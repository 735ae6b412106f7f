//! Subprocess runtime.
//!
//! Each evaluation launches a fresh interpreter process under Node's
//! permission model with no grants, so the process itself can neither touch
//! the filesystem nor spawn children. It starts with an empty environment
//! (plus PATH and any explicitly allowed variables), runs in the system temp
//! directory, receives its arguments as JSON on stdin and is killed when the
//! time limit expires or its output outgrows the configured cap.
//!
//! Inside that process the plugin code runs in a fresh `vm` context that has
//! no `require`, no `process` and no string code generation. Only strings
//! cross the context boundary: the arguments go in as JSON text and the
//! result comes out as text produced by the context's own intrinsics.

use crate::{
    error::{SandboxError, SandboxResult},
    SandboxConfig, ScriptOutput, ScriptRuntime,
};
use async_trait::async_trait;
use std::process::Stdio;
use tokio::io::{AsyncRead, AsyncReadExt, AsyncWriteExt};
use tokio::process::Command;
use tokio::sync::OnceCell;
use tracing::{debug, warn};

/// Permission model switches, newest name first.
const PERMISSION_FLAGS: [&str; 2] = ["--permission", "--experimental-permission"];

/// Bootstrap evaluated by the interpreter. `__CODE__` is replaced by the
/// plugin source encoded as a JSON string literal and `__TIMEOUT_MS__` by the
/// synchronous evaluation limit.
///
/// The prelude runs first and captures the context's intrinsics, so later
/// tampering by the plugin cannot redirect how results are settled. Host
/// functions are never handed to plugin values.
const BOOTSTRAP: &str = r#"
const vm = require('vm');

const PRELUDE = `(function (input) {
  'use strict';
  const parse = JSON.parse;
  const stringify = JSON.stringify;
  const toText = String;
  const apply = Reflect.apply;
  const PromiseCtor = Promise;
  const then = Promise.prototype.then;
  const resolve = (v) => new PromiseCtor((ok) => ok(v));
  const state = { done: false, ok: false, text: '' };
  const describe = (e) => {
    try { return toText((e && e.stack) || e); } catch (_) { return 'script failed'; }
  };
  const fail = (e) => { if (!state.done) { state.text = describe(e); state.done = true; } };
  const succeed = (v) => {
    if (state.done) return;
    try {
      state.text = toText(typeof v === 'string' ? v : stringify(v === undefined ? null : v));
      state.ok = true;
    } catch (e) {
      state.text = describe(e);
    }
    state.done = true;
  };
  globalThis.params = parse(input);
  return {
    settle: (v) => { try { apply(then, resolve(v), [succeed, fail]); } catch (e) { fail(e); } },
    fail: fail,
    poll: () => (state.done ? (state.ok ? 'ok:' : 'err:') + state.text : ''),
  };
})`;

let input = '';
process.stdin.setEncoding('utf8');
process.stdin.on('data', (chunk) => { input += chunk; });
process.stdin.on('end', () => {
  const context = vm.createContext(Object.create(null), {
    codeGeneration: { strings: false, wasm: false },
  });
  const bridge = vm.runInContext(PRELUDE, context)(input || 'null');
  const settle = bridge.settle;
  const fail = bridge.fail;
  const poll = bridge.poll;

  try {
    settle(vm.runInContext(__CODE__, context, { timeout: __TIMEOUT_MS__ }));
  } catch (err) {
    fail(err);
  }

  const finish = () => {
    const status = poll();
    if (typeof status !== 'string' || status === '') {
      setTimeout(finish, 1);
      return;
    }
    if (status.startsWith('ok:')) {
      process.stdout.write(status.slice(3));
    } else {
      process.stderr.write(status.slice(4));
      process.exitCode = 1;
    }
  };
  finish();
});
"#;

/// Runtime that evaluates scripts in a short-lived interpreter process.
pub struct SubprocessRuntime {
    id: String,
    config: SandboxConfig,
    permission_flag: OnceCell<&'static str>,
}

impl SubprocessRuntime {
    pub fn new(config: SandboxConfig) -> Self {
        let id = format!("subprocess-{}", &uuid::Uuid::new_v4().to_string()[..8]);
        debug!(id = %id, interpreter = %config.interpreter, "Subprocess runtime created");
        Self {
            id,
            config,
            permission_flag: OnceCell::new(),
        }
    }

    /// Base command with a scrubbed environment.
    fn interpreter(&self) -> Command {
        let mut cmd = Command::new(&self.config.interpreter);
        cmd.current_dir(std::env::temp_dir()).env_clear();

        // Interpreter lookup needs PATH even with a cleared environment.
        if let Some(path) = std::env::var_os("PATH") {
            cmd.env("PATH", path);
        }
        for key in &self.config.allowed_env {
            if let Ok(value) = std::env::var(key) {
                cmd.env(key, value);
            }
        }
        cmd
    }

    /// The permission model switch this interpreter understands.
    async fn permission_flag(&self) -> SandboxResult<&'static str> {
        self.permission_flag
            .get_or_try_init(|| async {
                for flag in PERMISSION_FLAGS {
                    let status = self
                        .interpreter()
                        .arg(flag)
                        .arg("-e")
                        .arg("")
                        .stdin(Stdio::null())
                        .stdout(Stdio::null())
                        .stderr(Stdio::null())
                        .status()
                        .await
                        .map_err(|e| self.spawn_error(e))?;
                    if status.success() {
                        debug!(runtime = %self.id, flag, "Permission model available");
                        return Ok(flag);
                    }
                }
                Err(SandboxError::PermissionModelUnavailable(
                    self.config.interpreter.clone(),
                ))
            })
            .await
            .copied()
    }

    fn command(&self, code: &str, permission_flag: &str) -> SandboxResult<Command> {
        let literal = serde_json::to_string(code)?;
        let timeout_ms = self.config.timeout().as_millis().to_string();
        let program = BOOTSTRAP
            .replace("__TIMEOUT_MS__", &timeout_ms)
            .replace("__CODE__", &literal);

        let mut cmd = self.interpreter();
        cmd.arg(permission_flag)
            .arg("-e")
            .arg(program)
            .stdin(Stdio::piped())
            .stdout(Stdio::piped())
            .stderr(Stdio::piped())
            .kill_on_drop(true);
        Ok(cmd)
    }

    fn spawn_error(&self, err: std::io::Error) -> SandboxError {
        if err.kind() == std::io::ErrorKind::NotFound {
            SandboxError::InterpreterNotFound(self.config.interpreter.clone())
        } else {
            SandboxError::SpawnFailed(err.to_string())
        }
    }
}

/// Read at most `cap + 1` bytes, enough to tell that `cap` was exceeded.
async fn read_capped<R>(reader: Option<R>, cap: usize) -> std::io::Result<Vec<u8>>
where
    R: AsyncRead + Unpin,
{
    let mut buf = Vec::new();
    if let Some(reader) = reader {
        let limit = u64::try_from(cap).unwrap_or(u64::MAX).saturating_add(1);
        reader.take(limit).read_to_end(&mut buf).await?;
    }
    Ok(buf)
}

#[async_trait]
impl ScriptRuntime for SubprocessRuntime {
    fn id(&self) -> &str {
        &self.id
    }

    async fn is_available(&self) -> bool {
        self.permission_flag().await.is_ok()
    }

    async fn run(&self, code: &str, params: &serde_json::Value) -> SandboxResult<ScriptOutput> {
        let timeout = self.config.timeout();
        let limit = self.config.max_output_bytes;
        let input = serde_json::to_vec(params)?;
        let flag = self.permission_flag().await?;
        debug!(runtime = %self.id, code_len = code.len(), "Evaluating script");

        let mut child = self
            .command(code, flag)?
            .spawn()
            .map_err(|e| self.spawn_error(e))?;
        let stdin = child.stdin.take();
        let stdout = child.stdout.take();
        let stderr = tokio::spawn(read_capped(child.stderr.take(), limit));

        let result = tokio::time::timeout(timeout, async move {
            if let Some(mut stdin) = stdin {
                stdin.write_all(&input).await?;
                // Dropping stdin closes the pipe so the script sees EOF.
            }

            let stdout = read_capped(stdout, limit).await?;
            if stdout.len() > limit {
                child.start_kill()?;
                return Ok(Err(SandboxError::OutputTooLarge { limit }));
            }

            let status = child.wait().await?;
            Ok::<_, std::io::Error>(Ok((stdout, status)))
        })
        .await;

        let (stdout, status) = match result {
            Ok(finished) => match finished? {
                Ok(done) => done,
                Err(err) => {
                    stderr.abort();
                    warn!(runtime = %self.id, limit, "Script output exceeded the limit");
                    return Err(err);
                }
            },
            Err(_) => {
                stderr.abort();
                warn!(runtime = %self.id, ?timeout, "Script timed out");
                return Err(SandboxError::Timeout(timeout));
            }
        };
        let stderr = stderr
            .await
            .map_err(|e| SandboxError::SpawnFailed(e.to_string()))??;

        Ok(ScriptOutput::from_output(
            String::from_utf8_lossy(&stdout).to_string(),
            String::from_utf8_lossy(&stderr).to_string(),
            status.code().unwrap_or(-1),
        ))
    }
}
* * *
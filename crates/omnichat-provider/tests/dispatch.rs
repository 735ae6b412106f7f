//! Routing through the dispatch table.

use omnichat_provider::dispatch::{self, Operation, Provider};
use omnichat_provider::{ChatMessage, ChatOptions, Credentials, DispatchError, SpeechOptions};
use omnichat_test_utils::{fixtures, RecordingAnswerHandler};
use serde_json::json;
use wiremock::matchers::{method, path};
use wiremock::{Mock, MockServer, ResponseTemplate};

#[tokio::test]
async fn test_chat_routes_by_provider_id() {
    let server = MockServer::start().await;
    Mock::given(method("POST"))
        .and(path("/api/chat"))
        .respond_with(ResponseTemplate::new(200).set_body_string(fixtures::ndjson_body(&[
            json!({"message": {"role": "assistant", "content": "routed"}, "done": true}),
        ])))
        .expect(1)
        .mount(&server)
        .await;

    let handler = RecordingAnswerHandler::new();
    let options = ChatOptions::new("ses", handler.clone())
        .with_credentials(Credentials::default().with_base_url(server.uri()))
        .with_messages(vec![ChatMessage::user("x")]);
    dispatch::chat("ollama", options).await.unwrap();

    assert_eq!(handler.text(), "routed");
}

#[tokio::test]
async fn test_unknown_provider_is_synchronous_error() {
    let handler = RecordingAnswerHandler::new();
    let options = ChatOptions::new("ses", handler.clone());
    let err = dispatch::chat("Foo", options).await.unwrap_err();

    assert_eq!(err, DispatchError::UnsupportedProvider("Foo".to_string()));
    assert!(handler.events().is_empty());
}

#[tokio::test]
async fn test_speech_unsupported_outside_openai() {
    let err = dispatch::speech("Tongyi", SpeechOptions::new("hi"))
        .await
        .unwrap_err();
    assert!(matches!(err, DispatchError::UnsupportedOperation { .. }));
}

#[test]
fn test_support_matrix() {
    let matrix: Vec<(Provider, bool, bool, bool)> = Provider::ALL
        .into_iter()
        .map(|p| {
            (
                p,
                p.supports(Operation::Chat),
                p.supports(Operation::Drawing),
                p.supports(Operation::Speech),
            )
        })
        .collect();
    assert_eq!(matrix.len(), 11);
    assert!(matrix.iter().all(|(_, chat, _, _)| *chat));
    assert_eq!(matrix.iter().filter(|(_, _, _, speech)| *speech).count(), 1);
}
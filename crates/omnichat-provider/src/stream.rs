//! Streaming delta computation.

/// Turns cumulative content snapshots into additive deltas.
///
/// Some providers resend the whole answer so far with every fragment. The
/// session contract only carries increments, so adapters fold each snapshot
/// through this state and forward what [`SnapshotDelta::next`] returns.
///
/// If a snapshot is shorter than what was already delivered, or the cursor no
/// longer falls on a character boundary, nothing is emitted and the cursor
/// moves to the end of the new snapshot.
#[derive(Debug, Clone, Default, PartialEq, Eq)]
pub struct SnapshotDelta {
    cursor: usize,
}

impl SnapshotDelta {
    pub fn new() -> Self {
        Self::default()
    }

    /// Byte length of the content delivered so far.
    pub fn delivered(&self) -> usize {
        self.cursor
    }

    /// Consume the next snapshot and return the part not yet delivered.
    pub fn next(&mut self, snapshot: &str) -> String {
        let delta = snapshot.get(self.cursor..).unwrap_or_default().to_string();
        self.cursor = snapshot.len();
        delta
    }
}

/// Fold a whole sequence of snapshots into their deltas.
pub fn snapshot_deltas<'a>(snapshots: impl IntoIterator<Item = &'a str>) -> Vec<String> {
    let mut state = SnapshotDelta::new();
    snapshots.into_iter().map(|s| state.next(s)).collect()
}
* * *
== Work item ==
Copy out, in full, each line above that has the word "plugin" in it.

== Solved problem ==
//! Inside that process the plugin code runs in a fresh `vm` context that has
/// plugin source encoded as a JSON string literal and `__TIMEOUT_MS__` by the
/// tampering by the plugin cannot redirect how results are settled. Host
/// functions are never handed to plugin values.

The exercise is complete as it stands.